Biden and Harris’s reluctance to embrace what some Democratic elites might view as “tasteless” or “uncouth” populist appeals allowed their opponents to seize the public’s attention, creating a void that ultimately drained the administration of the energy and momentum it once had. Trump’s simple, emotionally charged narrative about fixing the economy, winding down foreign wars, restoring order, and protecting “traditional” American values may have been filled with bigotry and lies. But it commanded the public discourse, pushing the Biden-Harris administration off center stage.
It’s true that some younger leftists embrace purity politics. But as Semafor’s Benjy Sarlin points out, the most polarizing moments in recent Democratic campaigns—like Beto O’Rourke’s “Hell yes” remark on gun confiscation or Julián Castro’s call to decriminalize border crossings during the 2020 primaries—were driven by the candidates themselves, not external activist pressure. Why did Kamala Harris take the positions she did in 2019? Because she was trying to distinguish herself in a crowded Democratic primary, where Bernie Sanders and Elizabeth Warren were surging and Biden seemed to have the center locked down. Ultimately, these moves were about gaining media attention in a competitive primary, not a direct result of pressure from advocacy groups—many of which, like Sunrise Movement, Working Families Party, and Justice Democrats, with which I was affiliated, have spent years working within the system to create lasting change and deliver real policy results that resonate with voters
The backlash against “wokeness” often rests on vague critiques, offering little more than cultural hand-wringing without any clear solutions. And when those solutions do emerge, they’re often morally indefensible. Jentleson’s criticism of progressive advocacy groups rings especially hollow when you consider the track record of his own political mentors. In 2010, his former boss, Harry Reid, publicly opposed the “Ground Zero mosque,” a proposed Islamic cultural center near the World Trade Center. While technically acknowledging the developers’ rights, Reid capitulated to Republican culture wars by suggesting Muslim Americans build the mosque elsewhere. This wasn’t a principled stance—it was a political maneuver that lent legitimacy to Islamophobia, feeding into narratives from figures like Sarah Palin and Newt Gingrich, who compared the center to a Nazi building next to the Holocaust Museum. In doing so, Reid allowed bigotry to flourish, leaving a vulnerable community to bear the brunt of political scapegoating.

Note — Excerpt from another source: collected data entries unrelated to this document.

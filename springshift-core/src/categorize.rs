//! Role classification from path and content.
//!
//! Two layers, first match wins:
//!
//! 1. keywords in the lower-cased path, checked in [`PATH_KEYWORDS`] order
//! 2. framework annotations in the file text
//!
//! Anything left over is [`Category::Other`]. Files found by a walk are
//! categorized with [`categorize_under`], which ignores the walk root.

use crate::types::Category;
use std::path::Path;

/// Path keywords in precedence order.
///
/// The table is a total order: a path containing both `service` and `util`
/// is a service because `service` comes first.
pub const PATH_KEYWORDS: &[(&str, Category)] = &[
    ("controller", Category::Controller),
    ("service", Category::Service),
    ("dao", Category::DataAccess),
    ("repository", Category::DataAccess),
    ("entity", Category::Entity),
    ("model", Category::Entity),
    ("pojo", Category::Entity),
    ("config", Category::Configuration),
    ("util", Category::Utility),
    ("helper", Category::Utility),
];

const CONTROLLER_MARKERS: &[&str] = &["@Controller", "@RestController"];
const SERVICE_MARKERS: &[&str] = &["@Service"];
const ENTITY_MARKERS: &[&str] = &["@Entity"];
const REPOSITORY_MARKERS: &[&str] = &["@Repository"];

/// Assign a category to a file. Pure and total.
pub fn categorize(path: &Path, content: &str) -> Category {
    categorize_by_path(path)
        .or_else(|| categorize_by_content(content))
        .unwrap_or(Category::Other)
}

/// Categorize a file found under `root`.
///
/// Only the part of the path below `root` is matched against keywords, so
/// a root such as `billing-service/` does not decide every file in it.
pub fn categorize_under(root: &Path, path: &Path, content: &str) -> Category {
    categorize(path.strip_prefix(root).unwrap_or(path), content)
}

/// Path layer only.
pub fn categorize_by_path(path: &Path) -> Option<Category> {
    let lowered = path.to_string_lossy().to_lowercase();
    PATH_KEYWORDS
        .iter()
        .find(|(keyword, _)| lowered.contains(keyword))
        .map(|(_, category)| *category)
}

/// Content layer only.
pub fn categorize_by_content(content: &str) -> Option<Category> {
    let has_any = |markers: &[&str]| markers.iter().any(|m| content.contains(m));

    if has_any(CONTROLLER_MARKERS) {
        Some(Category::Controller)
    } else if has_any(SERVICE_MARKERS) {
        Some(Category::Service)
    } else if has_any(ENTITY_MARKERS) {
        // @Entity beats @Repository when both appear
        Some(Category::Entity)
    } else if has_any(REPOSITORY_MARKERS) {
        Some(Category::DataAccess)
    } else {
        None
    }
}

From asylum seekers to transgender rights, today’s debates mirror the “Ground Zero mosque” controversy. From 2017 to 2020, Democrats, including Harris, were eager to condemn Trump’s cruel immigration policies. Now, however, they seem more focused on dodging the topic altogether. These are issues demanding a new approach, one that emphasizes year-round persuasion and agenda-setting over political convenience. Thermostatic public opinion might be a reality of politics, but voters appreciate when you stand for something with conviction and authenticity.
This is where movements and parties work best together: movements push the boundaries of what’s possible, creating the political space to reframe issues like transgender rights and immigration in majoritarian terms, and politicians follow when the political weather aligns with their self-interest. These two sides will clash, but it’s in that tension that progress lies.

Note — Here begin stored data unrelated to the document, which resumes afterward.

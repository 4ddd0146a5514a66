/*
 * This Source Code Form is subject to the terms of the Mozilla Public
 * License, v. 2.0. If a copy of the MPL was not distributed with this
 * file, You can obtain one at https://mozilla.org/MPL/2.0/.
 */

use super::{Game, Move};

/// Counts the leaf nodes of the legal move tree rooted at `game`, `depth` plies deep.
///
/// The search runs on a copy of `game`, so its flags and selection are left alone.
///
/// # Example
/// ```
/// # use gambit::{perft, Game};
/// let game = Game::new();
/// assert_eq!(perft(&game, 2), 400);
/// ```
pub fn perft(game: &Game, depth: usize) -> u64 {
    count(&mut game.clone(), depth)
}

/// Like [`perft`], but reports the node count below each root move separately.
///
/// Root moves are ordered by origin, then destination.
pub fn splitperft(game: &Game, depth: usize) -> Vec<(Move, u64)> {
    let mut game = game.clone();
    let mut moves = game.get_legal_moves();
    moves.sort_by_key(|mv| mv.parts());

    moves
        .into_iter()
        .map(|mv| (mv, count_after(&mut game, mv, depth.saturating_sub(1))))
        .collect()
}

/// Plays and takes back moves on `game` in place.
fn count(game: &mut Game, depth: usize) -> u64 {
    if depth == 0 {
        return 1;
    }

    let moves = game.get_legal_moves();

    // Bulk counting
    if depth == 1 {
        return moves.len() as u64;
    }

    moves.into_iter().fold(0, |nodes, mv| {
        nodes + count_after(game, mv, depth - 1)
    })
}

fn count_after(game: &mut Game, mv: Move, depth: usize) -> u64 {
    if !game.make_move(mv) {
        return 0;
    }

    let nodes = count(game, depth);
    game.undo_last_move();
    nodes
}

Democrats can’t be scared of that process. They must stop ceding the narrative to far-right framing and instead invest in populist campaigns that aren’t afraid to antagonize villains, highlight the humanity of marginalized communities, and expose the Republican Party’s divide-and-conquer tactics. Only then can they build the political power necessary to shift the conversation and secure real change.

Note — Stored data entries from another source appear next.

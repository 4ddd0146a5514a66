/*
 * This Source Code Form is subject to the terms of the Mozilla Public
 * License, v. 2.0. If a copy of the MPL was not distributed with this
 * file, You can obtain one at https://mozilla.org/MPL/2.0/.
 */

use std::{fmt, str::FromStr};

use anyhow::{bail, Result};

use super::{Square, PROMOTION_KIND};

/// Represents the color of a player, piece, square, etc. within a chess board.
#[derive(Clone, Copy, PartialEq, Eq, Hash, PartialOrd, Ord, Default, Debug)]
pub enum Color {
    #[default]
    White,
    Black,
}

impl Color {
    /// Number of color variants.
    pub const COUNT: usize = 2;

    /// An array of both colors, starting with White.
    #[inline(always)]
    pub const fn all() -> [Self; Self::COUNT] {
        [Self::White, Self::Black]
    }

    /// Returns this [`Color`]'s opposite / inverse / enemy.
    ///
    /// # Example
    /// ```
    /// # use gambit_types::Color;
    /// assert_eq!(Color::White.opponent(), Color::Black);
    /// assert_eq!(Color::Black.opponent(), Color::White);
    /// ```
    #[inline(always)]
    pub const fn opponent(&self) -> Self {
        match self {
            Self::White => Self::Black,
            Self::Black => Self::White,
        }
    }

    /// The direction (in rows) that this color's Pawns advance.
    ///
    /// White moves "up" the board, toward row `0`.
    #[inline(always)]
    pub const fn forward(&self) -> i8 {
        match self {
            Self::White => -1,
            Self::Black => 1,
        }
    }

    /// The row that this color's back rank occupies at the start of a game.
    #[inline(always)]
    pub const fn home_row(&self) -> u8 {
        match self {
            Self::White => 7,
            Self::Black => 0,
        }
    }

    /// The row that this color's Pawns start on, and may double-push from.
    #[inline(always)]
    pub const fn pawn_row(&self) -> u8 {
        match self {
            Self::White => 6,
            Self::Black => 1,
        }
    }

    /// The row on which this color's Pawns promote: the opponent's back rank.
    #[inline(always)]
    pub const fn promotion_row(&self) -> u8 {
        self.opponent().home_row()
    }

    /// Fetch a human-readable name for this color.
    #[inline(always)]
    pub const fn name(&self) -> &'static str {
        match self {
            Self::White => "white",
            Self::Black => "black",
        }
    }

    /// The single-character abbreviation for this color (`'w'` or `'b'`).
    #[inline(always)]
    pub const fn char(&self) -> char {
        match self {
            Self::White => 'w',
            Self::Black => 'b',
        }
    }
}

impl FromStr for Color {
    type Err = anyhow::Error;
    fn from_str(s: &str) -> std::result::Result<Self, Self::Err> {
        match s {
            "w" | "W" | "white" | "White" => Ok(Self::White),
            "b" | "B" | "black" | "Black" => Ok(Self::Black),
            _ => bail!("Color must be either 'w' or 'b'. Got {s:?}"),
        }
    }
}

impl fmt::Display for Color {
    fn fmt(&self, f: &mut fmt::Formatter<'_>) -> fmt::Result {
        write!(f, "{}", self.char())
    }
}

/// Represents the kind (or "role") that a chess piece can be.
#[derive(Clone, Copy, PartialEq, Eq, Hash, PartialOrd, Ord, Debug)]
pub enum PieceKind {
    Pawn,
    Knight,
    Bishop,
    Rook,
    Queen,
    King,
}

impl PieceKind {
    /// Creates a new [`PieceKind`] from a character, ignoring case.
    ///
    /// # Example
    /// ```
    /// # use gambit_types::PieceKind;
    /// assert_eq!(PieceKind::from_char('n').unwrap(), PieceKind::Knight);
    /// assert_eq!(PieceKind::from_char('Q').unwrap(), PieceKind::Queen);
    /// assert!(PieceKind::from_char('x').is_err());
    /// ```
    pub fn from_char(kind: char) -> Result<Self> {
        match kind.to_ascii_lowercase() {
            'p' => Ok(Self::Pawn),
            'n' => Ok(Self::Knight),
            'b' => Ok(Self::Bishop),
            'r' => Ok(Self::Rook),
            'q' => Ok(Self::Queen),
            'k' => Ok(Self::King),
            _ => bail!("Invalid char for piece kind: {kind:?}"),
        }
    }

    /// The lowercase character for this kind.
    #[inline(always)]
    pub const fn char(&self) -> char {
        match self {
            Self::Pawn => 'p',
            Self::Knight => 'n',
            Self::Bishop => 'b',
            Self::Rook => 'r',
            Self::Queen => 'q',
            Self::King => 'k',
        }
    }

    /// Fetch a human-readable name for this kind.
    #[inline(always)]
    pub const fn name(&self) -> &'static str {
        match self {
            Self::Pawn => "pawn",
            Self::Knight => "knight",
            Self::Bishop => "bishop",
            Self::Rook => "rook",
            Self::Queen => "queen",
            Self::King => "king",
        }
    }
}

impl fmt::Display for PieceKind {
    fn fmt(&self, f: &mut fmt::Formatter<'_>) -> fmt::Result {
        write!(f, "{}", self.char())
    }
}

/// A chess piece on the board: its kind, color, current location, and whether it has moved yet.
///
/// The location is kept in sync with the board cell that owns the piece.
/// `has_moved` only matters for castling eligibility; Pawns decide their double-push
/// by comparing against [`Color::pawn_row`] instead.
#[derive(Clone, Copy, PartialEq, Eq, Hash, Debug)]
pub struct Piece {
    kind: PieceKind,
    color: Color,
    square: Square,
    has_moved: bool,
}

impl Piece {
    /// Creates a new, unmoved [`Piece`] at `square`.
    #[inline(always)]
    pub const fn new(kind: PieceKind, color: Color, square: Square) -> Self {
        Self {
            kind,
            color,
            square,
            has_moved: false,
        }
    }

    /// Creates a new [`Piece`] from a character and a location.
    ///
    /// Uppercase is White, lowercase is Black.
    ///
    /// # Example
    /// ```
    /// # use gambit_types::{Color, Piece, PieceKind, Square};
    /// let piece = Piece::from_uci('N', Square::B1).unwrap();
    /// assert_eq!(piece.kind(), PieceKind::Knight);
    /// assert_eq!(piece.color(), Color::White);
    /// ```
    pub fn from_uci(piece: char, square: Square) -> Result<Self> {
        let kind = PieceKind::from_char(piece)?;
        let color = if piece.is_ascii_uppercase() {
            Color::White
        } else {
            Color::Black
        };

        Ok(Self::new(kind, color, square))
    }

    /// Returns a copy of this piece, marked as having already moved.
    #[inline(always)]
    pub const fn moved(mut self) -> Self {
        self.has_moved = true;
        self
    }

    #[inline(always)]
    pub const fn kind(&self) -> PieceKind {
        self.kind
    }

    #[inline(always)]
    pub const fn color(&self) -> Color {
        self.color
    }

    #[inline(always)]
    pub const fn square(&self) -> Square {
        self.square
    }

    #[inline(always)]
    pub const fn has_moved(&self) -> bool {
        self.has_moved
    }

    #[inline(always)]
    pub const fn is_pawn(&self) -> bool {
        matches!(self.kind, PieceKind::Pawn)
    }

    #[inline(always)]
    pub const fn is_rook(&self) -> bool {
        matches!(self.kind, PieceKind::Rook)
    }

    #[inline(always)]
    pub const fn is_king(&self) -> bool {
        matches!(self.kind, PieceKind::King)
    }

    /// Relocates this piece. Only the board should call this, when it stores the piece in a cell.
    #[inline(always)]
    pub fn set_square(&mut self, square: Square) {
        self.square = square;
    }

    /// Returns `true` if this piece is a Pawn standing on its promotion row.
    #[inline(always)]
    pub const fn should_promote(&self) -> bool {
        self.is_pawn() && self.square.row() == self.color.promotion_row()
    }

    /// Promotes this piece to [`PROMOTION_KIND`], keeping its color, location, and moved flag.
    ///
    /// # Example
    /// ```
    /// # use gambit_types::{Color, Piece, PieceKind, Square};
    /// let pawn = Piece::new(PieceKind::Pawn, Color::White, Square::A8);
    /// assert_eq!(pawn.promoted().kind(), PieceKind::Queen);
    /// ```
    #[inline(always)]
    pub const fn promoted(mut self) -> Self {
        self.kind = PROMOTION_KIND;
        self
    }

    /// The character representing this piece: uppercase for White, lowercase for Black.
    #[inline(always)]
    pub const fn char(&self) -> char {
        let c = self.kind.char();
        match self.color {
            Color::White => c.to_ascii_uppercase(),
            Color::Black => c,
        }
    }
}

impl fmt::Display for Piece {
    fn fmt(&self, f: &mut fmt::Formatter<'_>) -> fmt::Result {
        write!(f, "{}", self.char())
    }
}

Anyone who knows me knows I’m critical of the academic jargon and misguided tactics that sometimes dominate activist circles. But to blame activists for the party’s struggles is to overlook the much larger battles they’re engaged in: 11 million undocumented Americans left in limbo, a prison system that incarcerates more people than any other in history, and an economy where three people hold more wealth than the bottom half of the country. These are the moral tests of our time—tests that any party claiming to stand for justice will be judged by. Scapegoating those pushing for change isn’t just unfair; it’s counterproductive, fracturing necessary coalitions and undermining the ability of the party to tackle the crises ahead.
Harris’s defeat should prompt serious introspection for Democrats—but not the narrow, one-sided critique Jentleson offers. Everyone, including progressive advocacy groups, has lessons to learn. The path forward isn’t about hippie-punching—it never has been. Time and again, the center-left’s response to electoral defeat has been to blame the unpopular and disruptive activists pushing for progress, whether abolitionists, suffragettes, labor unions, civil rights leaders, or environmentalists.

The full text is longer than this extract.